I have ancestors from all of the British Isles and Ireland, many places in Scandinavia, and, of course, the Czech lands. I can’t prove it (yet), but my 6th great grandmother was supposedly, “a full-blooded Indian Squaw.” My husband thinks this is awesome, because he can now say (completely politically incorrect, I know!), “Squaw! Makem sandwhich!” [He. He. Weak laughter.]
Almost all of my husband’s ancestors are from the British Isles and Ireland, except for one lone line from Bavaria.
Some of my British Isles and Irish ancestors immigrated to the American continent early. I have ancestors in Tennessee, Virginia, North Carolina, Massachusetts. My husband had ancestors in Northfield, MA during the French and Indian war. We can jump to a different line and research the Civil War, the Illinois frontier, or farm life in upstate New York just across from the Canada border. Between the two of us, we also have just about any section of Mormon history imaginable including almost all of the fringe break-off sects. This spans the continent, from Western Massachusetts, to upstate New York, to Ohio, Pennsylvania, Missouri, Illinois, Iowa, Michigan, Utah, Idaho, California, etc. So much history! It’s fantastic!
And yet, the ancestors that I really enjoy researching the most are the Czechs. Why? The four main reasons that come to mind are:
- Cluster migration patterns – Many Czechs immigrated together, and lived together in the same geographic area for generations. For example: I am the fifth generation Czech in my family, and I was born in Texas. Many of my other ancestors have less predictable migratory patterns which can complicate research.
- Czech Catholic records – Czech parish records are excellent. They include many indentifiers, including house numbers and occupations, which allow you to distinguish your ancestor from others in the village with the same name. They have a low rate of error. They are thorough. They are available online. I really can’t sing enough accolades of praise lauding the Czech records. Even if your ancestors wasn’t Catholic, many, many records exist online, and many more are on their way.

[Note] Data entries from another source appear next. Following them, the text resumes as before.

//! Black-Scholes pricing model for European options.
//!
//! This module provides the Black-Scholes model for pricing European
//! call and put options. It is the ground truth the Monte Carlo engine is
//! checked against.
//!
//! ## Mathematical Formulas
//!
//! **Call Price**: C = S·N(d₁) - K·e^(-rT)·N(d₂)
//! **Put Price**: P = K·e^(-rT)·N(-d₂) - S·N(-d₁)
//!
//! Where:
//! - d₁ = (ln(S/K) + (r + σ²/2)T) / (σ√T)
//! - d₂ = d₁ - σ√T

use num_traits::Float;
use pricer_core::types::SimulationParameters;

use super::distributions::norm_cdf;
use super::error::AnalyticalError;

/// Black-Scholes model for European option pricing.
///
/// # Type Parameters
/// * `T` - Floating-point type implementing `Float` (e.g., `f64`, `f32`)
///
/// # Examples
/// ```
/// use pricer_models::analytical::BlackScholes;
///
/// let bs = BlackScholes::new(100.0_f64, 0.05, 0.2).unwrap();
/// let call_price = bs.price_call(100.0, 1.0);
/// let put_price = bs.price_put(100.0, 1.0);
///
/// // Put-call parity: C - P = S - K*exp(-rT)
/// let parity = call_price - put_price - (100.0 - 100.0 * (-0.05_f64).exp());
/// assert!(parity.abs() < 1e-10);
/// ```
#[derive(Debug, Clone)]
pub struct BlackScholes<T: Float> {
    /// Spot price (S)
    spot: T,
    /// Risk-free interest rate (r)
    rate: T,
    /// Volatility (σ)
    volatility: T,
}

/// Analytic call and put prices for one strike and expiry.
#[derive(Debug, Clone, Copy, PartialEq)]
pub struct AnalyticPrices<T> {
    /// European call price.
    pub call: T,
    /// European put price.
    pub put: T,
}

impl<T: Float> BlackScholes<T> {
    /// Creates a new Black-Scholes model.
    ///
    /// # Arguments
    /// * `spot` - Current spot price (must be positive)
    /// * `rate` - Risk-free interest rate (annualised)
    /// * `volatility` - Volatility (must be positive)
    ///
    /// # Errors
    /// - `AnalyticalError::InvalidSpot` if spot is not positive and finite
    /// - `AnalyticalError::InvalidVolatility` if volatility is not positive and finite
    /// - `AnalyticalError::InvalidRate` if rate is not finite
    ///
    /// # Examples
    /// ```
    /// use pricer_models::analytical::BlackScholes;
    ///
    /// assert!(BlackScholes::new(100.0_f64, 0.05, 0.2).is_ok());
    /// assert!(BlackScholes::new(-100.0_f64, 0.05, 0.2).is_err());
    /// assert!(BlackScholes::new(100.0_f64, 0.05, 0.0).is_err());
    /// ```
    pub fn new(spot: T, rate: T, volatility: T) -> Result<Self, AnalyticalError> {
        let zero = T::zero();

        if !(spot > zero && spot.is_finite()) {
            return Err(AnalyticalError::InvalidSpot {
                spot: spot.to_f64().unwrap_or(f64::NAN),
            });
        }

        if !(volatility > zero && volatility.is_finite()) {
            return Err(AnalyticalError::InvalidVolatility {
                volatility: volatility.to_f64().unwrap_or(f64::NAN),
            });
        }

        if !rate.is_finite() {
            return Err(AnalyticalError::InvalidRate {
                rate: rate.to_f64().unwrap_or(f64::NAN),
            });
        }

        Ok(Self {
            spot,
            rate,
            volatility,
        })
    }

    /// Returns the spot price.
    #[inline]
    pub fn spot(&self) -> T {
        self.spot
    }

    /// Returns the risk-free rate.
    #[inline]
    pub fn rate(&self) -> T {
        self.rate
    }

    /// Returns the volatility.
    #[inline]
    pub fn volatility(&self) -> T {
        self.volatility
    }

    /// Computes the d1 term of the Black-Scholes formula.
    ///
    /// d₁ = (ln(S/K) + (r + σ²/2)T) / (σ√T)
    ///
    /// Callers must pass `expiry > 0`; [`prices`](Self::prices) enforces it.
    #[inline]
    pub fn d1(&self, strike: T, expiry: T) -> T {
        let half = T::one() / (T::one() + T::one());
        let vol_sqrt_t = self.volatility * expiry.sqrt();

        let log_moneyness = (self.spot / strike).ln();
        let drift = (self.rate + half * self.volatility * self.volatility) * expiry;

        (log_moneyness + drift) / vol_sqrt_t
    }

    /// Computes the d2 term of the Black-Scholes formula.
    ///
    /// d₂ = d₁ - σ√T
    #[inline]
    pub fn d2(&self, strike: T, expiry: T) -> T {
        self.d1(strike, expiry) - self.volatility * expiry.sqrt()
    }

    /// Computes European call option price.
    ///
    /// C = S·N(d₁) - K·e^(-rT)·N(d₂)
    ///
    /// # Examples
    /// ```
    /// use pricer_models::analytical::BlackScholes;
    ///
    /// let bs = BlackScholes::new(100.0_f64, 0.05, 0.2).unwrap();
    /// let price = bs.price_call(100.0, 1.0);
    /// assert!((price - 10.4506).abs() < 1e-3);
    /// ```
    #[inline]
    pub fn price_call(&self, strike: T, expiry: T) -> T {
        let d1 = self.d1(strike, expiry);
        let d2 = self.d2(strike, expiry);
        let discount = (-self.rate * expiry).exp();

        self.spot * norm_cdf(d1) - strike * discount * norm_cdf(d2)
    }

    /// Computes European put option price.
    ///
    /// P = K·e^(-rT)·N(-d₂) - S·N(-d₁)
    ///
    /// # Examples
    /// ```
    /// use pricer_models::analytical::BlackScholes;
    ///
    /// let bs = BlackScholes::new(100.0_f64, 0.05, 0.2).unwrap();
    /// let price = bs.price_put(100.0, 1.0);
    /// assert!((price - 5.5735).abs() < 1e-3);
    /// ```
    #[inline]
    pub fn price_put(&self, strike: T, expiry: T) -> T {
        let d1 = self.d1(strike, expiry);
        let d2 = self.d2(strike, expiry);
        let discount = (-self.rate * expiry).exp();

        strike * discount * norm_cdf(-d2) - self.spot * norm_cdf(-d1)
    }

    /// Computes both prices after validating strike and expiry.
    ///
    /// # Errors
    /// - `AnalyticalError::InvalidStrike` if strike is not positive and finite
    /// - `AnalyticalError::InvalidExpiry` if expiry is not positive and finite
    pub fn prices(&self, strike: T, expiry: T) -> Result<AnalyticPrices<T>, AnalyticalError> {
        let zero = T::zero();

        if !(strike > zero && strike.is_finite()) {
            return Err(AnalyticalError::InvalidStrike {
                strike: strike.to_f64().unwrap_or(f64::NAN),
            });
        }
        if !(expiry > zero && expiry.is_finite()) {
            return Err(AnalyticalError::InvalidExpiry {
                expiry: expiry.to_f64().unwrap_or(f64::NAN),
            });
        }

        Ok(AnalyticPrices {
            call: self.price_call(strike, expiry),
            put: self.price_put(strike, expiry),
        })
    }
}

impl BlackScholes<f64> {
    /// Builds the model from simulation parameters.
    ///
    /// # Errors
    /// Propagates the constructor's validation errors.
    pub fn from_params(params: &SimulationParameters) -> Result<Self, AnalyticalError> {
        Self::new(
            params.asset_price(),
            params.interest_rate(),
            params.volatility(),
        )
    }
}

/// Prices the call and put described by `params` in closed form.
///
/// # Examples
/// ```
/// use pricer_core::types::SimulationParameters;
/// use pricer_models::analytical::analytic_prices;
///
/// let params = SimulationParameters::builder()
///     .asset_price(100.0)
///     .strike_price(100.0)
///     .time_to_expiration(1.0)
///     .volatility(0.2)
///     .interest_rate(0.05)
///     .num_paths(1)
///     .num_steps(1)
///     .build()
///     .unwrap();
///
/// let prices = analytic_prices(&params).unwrap();
/// assert!((prices.call - 10.4506).abs() < 1e-3);
/// assert!((prices.put - 5.5735).abs() < 1e-3);
/// ```
pub fn analytic_prices(
    params: &SimulationParameters,
) -> Result<AnalyticPrices<f64>, AnalyticalError> {
    BlackScholes::from_params(params)?.prices(params.strike_price(), params.time_to_expiration())
}

#[cfg(test)]
mod tests {
    use super::*;
    use approx::assert_relative_eq;
    use proptest::prelude::*;

    // ==========================================================
    // Constructor Tests
    // ==========================================================

    #[test]
    fn test_new_valid_parameters() {
        let bs = BlackScholes::new(100.0_f64, 0.05, 0.2).unwrap();
        assert_eq!(bs.spot(), 100.0);
        assert_eq!(bs.rate(), 0.05);
        assert_eq!(bs.volatility(), 0.2);
    }

    #[test]
    fn test_new_invalid_spot() {
        assert!(matches!(
            BlackScholes::new(0.0_f64, 0.05, 0.2),
            Err(AnalyticalError::InvalidSpot { .. })
        ));
        assert!(matches!(
            BlackScholes::new(f64::NAN, 0.05, 0.2),
            Err(AnalyticalError::InvalidSpot { .. })
        ));
    }

    #[test]
    fn test_new_invalid_volatility() {
        assert!(matches!(
            BlackScholes::new(100.0_f64, 0.05, -0.2),
            Err(AnalyticalError::InvalidVolatility { .. })
        ));
    }

    #[test]
    fn test_new_negative_rate_allowed() {
        assert!(BlackScholes::new(100.0_f64, -0.01, 0.2).is_ok());
    }

    #[test]
    fn test_new_rejects_non_finite_inputs() {
        assert!(matches!(
            BlackScholes::new(f64::INFINITY, 0.05, 0.2),
            Err(AnalyticalError::InvalidSpot { .. })
        ));
        assert!(matches!(
            BlackScholes::new(100.0_f64, f64::NAN, 0.2),
            Err(AnalyticalError::InvalidRate { .. })
        ));
        assert!(matches!(
            BlackScholes::new(100.0_f64, f64::INFINITY, 0.2),
            Err(AnalyticalError::InvalidRate { .. })
        ));
        assert!(matches!(
            BlackScholes::new(100.0_f64, 0.05, f64::INFINITY),
            Err(AnalyticalError::InvalidVolatility { .. })
        ));
    }

    #[test]
    fn test_prices_rejects_non_finite_strike_and_expiry() {
        let bs = BlackScholes::new(100.0_f64, 0.05, 0.2).unwrap();
        assert!(matches!(
            bs.prices(f64::INFINITY, 1.0),
            Err(AnalyticalError::InvalidStrike { .. })
        ));
        assert!(matches!(
            bs.prices(100.0, f64::NAN),
            Err(AnalyticalError::InvalidExpiry { .. })
        ));
    }

    // ==========================================================
    // d1/d2 Tests
    // ==========================================================

    #[test]
    fn test_d1_d2_atm() {
        // ATM: d1 = (r + σ²/2)√T/σ = (0.05 + 0.02) / 0.2 = 0.35
        let bs = BlackScholes::new(100.0_f64, 0.05, 0.2).unwrap();
        assert_relative_eq!(bs.d1(100.0, 1.0), 0.35, epsilon = 1e-12);
        assert_relative_eq!(bs.d2(100.0, 1.0), 0.15, epsilon = 1e-12);
    }

    #[test]
    fn test_d1_moneyness_sign() {
        let itm = BlackScholes::new(150.0_f64, 0.05, 0.2).unwrap();
        assert!(itm.d1(100.0, 1.0) > 1.0);

        let otm = BlackScholes::new(50.0_f64, 0.05, 0.2).unwrap();
        assert!(otm.d1(100.0, 1.0) < -1.0);
    }

    // ==========================================================
    // Price Tests
    // ==========================================================

    #[test]
    fn test_call_price_reference_value() {
        // S=100, K=100, r=0.05, σ=0.2, T=1
        let bs = BlackScholes::new(100.0_f64, 0.05, 0.2).unwrap();
        assert_relative_eq!(bs.price_call(100.0, 1.0), 10.4506, epsilon = 1e-3);
    }

    #[test]
    fn test_put_price_reference_value() {
        let bs = BlackScholes::new(100.0_f64, 0.05, 0.2).unwrap();
        assert_relative_eq!(bs.price_put(100.0, 1.0), 5.5735, epsilon = 1e-3);
    }

    #[test]
    fn test_call_increases_with_volatility() {
        let low = BlackScholes::new(100.0_f64, 0.03, 0.1).unwrap();
        let high = BlackScholes::new(100.0_f64, 0.03, 0.4).unwrap();
        assert!(high.price_call(110.0, 0.5) > low.price_call(110.0, 0.5));
    }

    #[test]
    fn test_deep_itm_call() {
        let bs = BlackScholes::new(200.0_f64, 0.05, 0.2).unwrap();
        let intrinsic = 200.0 - 100.0 * (-0.05_f64).exp();
        assert!(bs.price_call(100.0, 1.0) >= intrinsic - 0.01);
    }

    #[test]
    fn test_deep_otm_call() {
        let bs = BlackScholes::new(50.0_f64, 0.05, 0.2).unwrap();
        assert!(bs.price_call(100.0, 1.0) < 0.01);
    }

    #[test]
    fn test_put_call_parity_various_strikes() {
        let bs = BlackScholes::new(100.0_f64, 0.05, 0.2).unwrap();
        for strike in [80.0, 90.0, 100.0, 110.0, 120.0] {
            let call = bs.price_call(strike, 1.0);
            let put = bs.price_put(strike, 1.0);
            let forward = 100.0 - strike * (-0.05_f64).exp();
            assert_relative_eq!(call - put, forward, epsilon = 1e-10);
        }
    }

    #[test]
    fn test_prices_validation() {
        let bs = BlackScholes::new(100.0_f64, 0.05, 0.2).unwrap();
        assert!(matches!(
            bs.prices(0.0, 1.0),
            Err(AnalyticalError::InvalidStrike { .. })
        ));
        assert!(matches!(
            bs.prices(100.0, 0.0),
            Err(AnalyticalError::InvalidExpiry { .. })
        ));

        let prices = bs.prices(100.0, 1.0).unwrap();
        assert_eq!(prices.call, bs.price_call(100.0, 1.0));
        assert_eq!(prices.put, bs.price_put(100.0, 1.0));
    }

    #[test]
    fn test_analytic_prices_from_params() {
        let params = SimulationParameters::builder()
            .asset_price(100.0)
            .strike_price(100.0)
            .time_to_expiration(1.0)
            .volatility(0.2)
            .interest_rate(0.05)
            .num_paths(10)
            .num_steps(10)
            .build()
            .unwrap();

        let prices = analytic_prices(&params).unwrap();
        assert_relative_eq!(prices.call, 10.4506, epsilon = 1e-3);
        assert_relative_eq!(prices.put, 5.5735, epsilon = 1e-3);
    }

    proptest! {
        #[test]
        fn prop_prices_within_no_arbitrage_bounds(
            spot in 1.0f64..500.0,
            strike in 1.0f64..500.0,
            rate in -0.02f64..0.15,
            vol in 0.01f64..1.5,
            expiry in 0.01f64..10.0,
        ) {
            let bs = BlackScholes::new(spot, rate, vol).unwrap();
            let prices = bs.prices(strike, expiry).unwrap();
            let df = (-rate * expiry).exp();
            let tol = 1e-6 * spot.max(strike);

            // max(S - K·DF, 0) <= C <= S
            prop_assert!(prices.call >= (spot - strike * df).max(0.0) - tol);
            prop_assert!(prices.call <= spot + tol);
            // max(K·DF - S, 0) <= P <= K·DF
            prop_assert!(prices.put >= (strike * df - spot).max(0.0) - tol);
            prop_assert!(prices.put <= strike * df + tol);
        }
    }
}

- Rates of legitimacy – This is a huge deal. My Catholic ancestors typically married around the age of 20, had families of 8-12 children, and sometimes remarried after the death of a spouse. On my non-Czech grandma’s side, most of the grandparents had illegitimate children, married and divorced (sometimes several times), and had more children in between. There were also many marriages after the death of a spouse. This, coupled with a much more mobile migration pattern, leads to difficult research. I have not found a case of illegitimate birth in ANY of my Czech lines so far. When illegitimate births do happen, if the couple married, the father’s name could be penned in later. Or, perhaps a margin note will lead to a clue.
- Frontier for research – I love that so many of these records have been held in reserve for decades because it means I am literally the first to discover many connections in my own family. It’s exciting and fun. I enjoy collaboration with others working on the same tree; I don’t much enjoy squabbles over incorrect information. This almost never happens in my Czech research, because it’s so new!